- 八二三炮戰 (Taiwan) 金門砲戰 (Hong Kong)
- Directed by: Ting Shan-hsi
- Written by: Ting Shan-hsi
- Produced by: Hsu Hsin-chih [zh]
- Starring: Ko Chun-hsiung; Michael Huang; Charlie Chin; 李小飛;
- Production companies: Central Motion Picture Corporation Silver Bird Films Ltd. Kuomintang Central Committee
- Distributed by: Central Motion Picture Corporation
- Release date: 9 October 1986;
- Running time: 108 min.
- Country: Taiwan
- Budget: $30,000,000
- Box office: $10,096,437

= The Kinmen Bombs =

The Kinmen Bombs (八二三炮戰) is a film based on Second Taiwan Strait Crisis.
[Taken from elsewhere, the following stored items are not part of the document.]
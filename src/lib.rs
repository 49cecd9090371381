//! Multi-repository release orchestration
//!
//! Cuts tagged releases across the application, its packaging repository,
//! and its container images, keeping component version pins in sync along
//! the way. Git work happens in ephemeral local working copies driven over
//! the system `git` binary; repository content on the hosting service is
//! read and written through its REST API.

pub mod api;
pub mod auto_deploy;
pub mod commands;
pub mod components;
pub mod core;
pub mod git;
pub mod project;
pub mod release;
pub mod ui;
Prior to its release, the Republic of China Armed Forces devoted all their energy to filming the film, deployed a great deal of manpower and equipment to cooperate, and in some scenes, mobilized more than 300,000 people.

The film is about ROC officers and soldiers working together to resist the shelling of Communist army in Kinmen during the 1958, meaning "to defend the last territory of mainland" (保衛大陸的最後疆土).

== Plot ==
On August 23, 1958, the Communist army launched a crazy attack without warning, and strong artillery fire caused the island of Kinmen to fall into a sea of fire immediately, causing serious casualties among ROC soldiers and Kinmenese civilians.

In this critical situation, under the command of Colonel 齊良臣, the commanding officer of the artillery, he immediately ordered all soldiers to fight back, destroyed the enemy's critical military goals one after another, and conducted a 'Thunder Plan' (轟雷計劃) to support the war front by secretly supplying 8-inch large artillery to break the war crisis and subdue the enemy's saturation to break the crisis.

Finally, after all the soldiers worked together and hurried day and night, the huge Artillery was installed smoothly. At that moment, the thunder roared, shaking the sky and the ground, which led the Communist army to stop the attack, and eventually the Communist army gave up trying to force 300,000 troops to land.